#### THE DATA:
-=-=-=-=-
#[async_trait]
impl NotificationChannelRepository for MemoryStore {
    async fn create(&self, mut channel: NotificationChannel) -> RepoResult<NotificationChannel> {
        Self::ensure_id(&mut channel.id);
        let mut state = self.state.write().await;
        if state.channels.contains_key(&channel.id) {
            return Err(RepoError::Conflict(format!(
                "channel {} already exists",
                channel.id
            )));
        }
        state.channels.insert(channel.id.clone(), channel.clone());
        Ok(channel)
    }

    async fn find_by_id(&self, id: &str) -> RepoResult<Option<NotificationChannel>> {
        Ok(self.state.read().await.channels.get(id).cloned())
    }

    async fn find_all(&self, query: ListQuery) -> RepoResult<Vec<NotificationChannel>> {
        let state = self.state.read().await;
        let mut all: Vec<_> = state
            .channels
            .values()
            .filter(|c| query.active.is_none_or(|a| c.active == a))
            .cloned()
            .collect();
        all.sort_by(|a, b| a.id.cmp(&b.id));
        Ok(all
            .into_iter()
            .skip(query.offset() as usize)
            .take(query.limit as usize)
            .collect())
    }

    async fn update(&self, channel: &NotificationChannel) -> RepoResult<()> {
        let mut state = self.state.write().await;
        match state.channels.get_mut(&channel.id) {
            Some(existing) => {
                *existing = channel.clone();
                Ok(())
            }
            None => Err(RepoError::NotFound(format!("channel {}", channel.id))),
        }
    }

    async fn delete(&self, id: &str) -> RepoResult<()> {
        let mut state = self.state.write().await;
        state.monitor_notification.retain(|(cid, _)| cid != id);
        state
            .channels
            .remove(id)
            .map(|_| ())
            .ok_or_else(|| RepoError::NotFound(format!("channel {id}")))
    }

    async fn find_for_monitor(&self, monitor_id: &str) -> RepoResult<Vec<NotificationChannel>> {
        let state = self.state.read().await;
        Ok(state
            .monitor_notification
            .iter()
            .filter(|(_, mon)| mon == monitor_id)
            .filter_map(|(chan, _)| state.channels.get(chan))
            .cloned()
            .collect())
    }

    async fn link_monitor(&self, channel_id: &str, monitor_id: &str) -> RepoResult<()> {
        let mut state = self.state.write().await;
        let pair = (channel_id.to_string(), monitor_id.to_string());
        if !state.monitor_notification.insert(pair) {
            return Err(RepoError::Conflict(format!(
                "monitor {monitor_id} already linked to channel {channel_id}"
            )));
        }
        Ok(())
    }

    async fn unlink_monitor(&self, channel_id: &str, monitor_id: &str) -> RepoResult<()> {
        let mut state = self.state.write().await;
        state
            .monitor_notification
            .remove(&(channel_id.to_string(), monitor_id.to_string()));
        Ok(())
    }

    async fn unlink_all_for_monitor(&self, monitor_id: &str) -> RepoResult<()> {
        let mut state = self.state.write().await;
        state.monitor_notification.retain(|(_, mon)| mon != monitor_id);
        Ok(())
    }
}

#[async_trait]
impl ProxyRepository for MemoryStore {
    async fn create(&self, mut proxy: Proxy) -> RepoResult<Proxy> {
        Self::ensure_id(&mut proxy.id);
        let mut state = self.state.write().await;
        state.proxies.insert(proxy.id.clone(), proxy.clone());
        Ok(proxy)
    }

    async fn find_by_id(&self, id: &str) -> RepoResult<Option<Proxy>> {
        Ok(self.state.read().await.proxies.get(id).cloned())
    }

    async fn delete(&self, id: &str) -> RepoResult<()> {
        let mut state = self.state.write().await;
        state
            .proxies
            .remove(id)
            .map(|_| ())
            .ok_or_else(|| RepoError::NotFound(format!("proxy {id}")))
    }
}

#[async_trait]
impl StatusPageRepository for MemoryStore {
    async fn link_monitor(&self, status_page_id: &str, monitor_id: &str) -> RepoResult<()> {
        let mut state = self.state.write().await;
        let pair = (status_page_id.to_string(), monitor_id.to_string());
        if !state.monitor_status_page.insert(pair) {
            return Err(RepoError::Conflict(format!(
                "monitor {monitor_id} already linked to status page {status_page_id}"
            )));
        }
        Ok(())
    }

    async fn unlink_monitor(&self, status_page_id: &str, monitor_id: &str) -> RepoResult<()> {
        let mut state = self.state.write().await;
        state
            .monitor_status_page
            .remove(&(status_page_id.to_string(), monitor_id.to_string()));
        Ok(())
    }

    async fn monitors_for_page(&self, status_page_id: &str) -> RepoResult<Vec<String>> {
        let state = self.state.read().await;
        Ok(state
            .monitor_status_page
            .iter()
            .filter(|(page, _)| page == status_page_id)
            .map(|(_, mon)| mon.clone())
            .collect())
    }

    async fn unlink_all_for_monitor(&self, monitor_id: &str) -> RepoResult<()> {
        let mut state = self.state.write().await;
        state.monitor_status_page.retain(|(_, mon)| mon != monitor_id);
        Ok(())
    }
}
-=-=-=-=-
Pick out and copy the lines of the entries that hold the string "Option".

#### WRITTEN RESPONSE:
    async fn find_by_id(&self, id: &str) -> RepoResult<Option<NotificationChannel>> {
    async fn find_by_id(&self, id: &str) -> RepoResult<Option<Proxy>> {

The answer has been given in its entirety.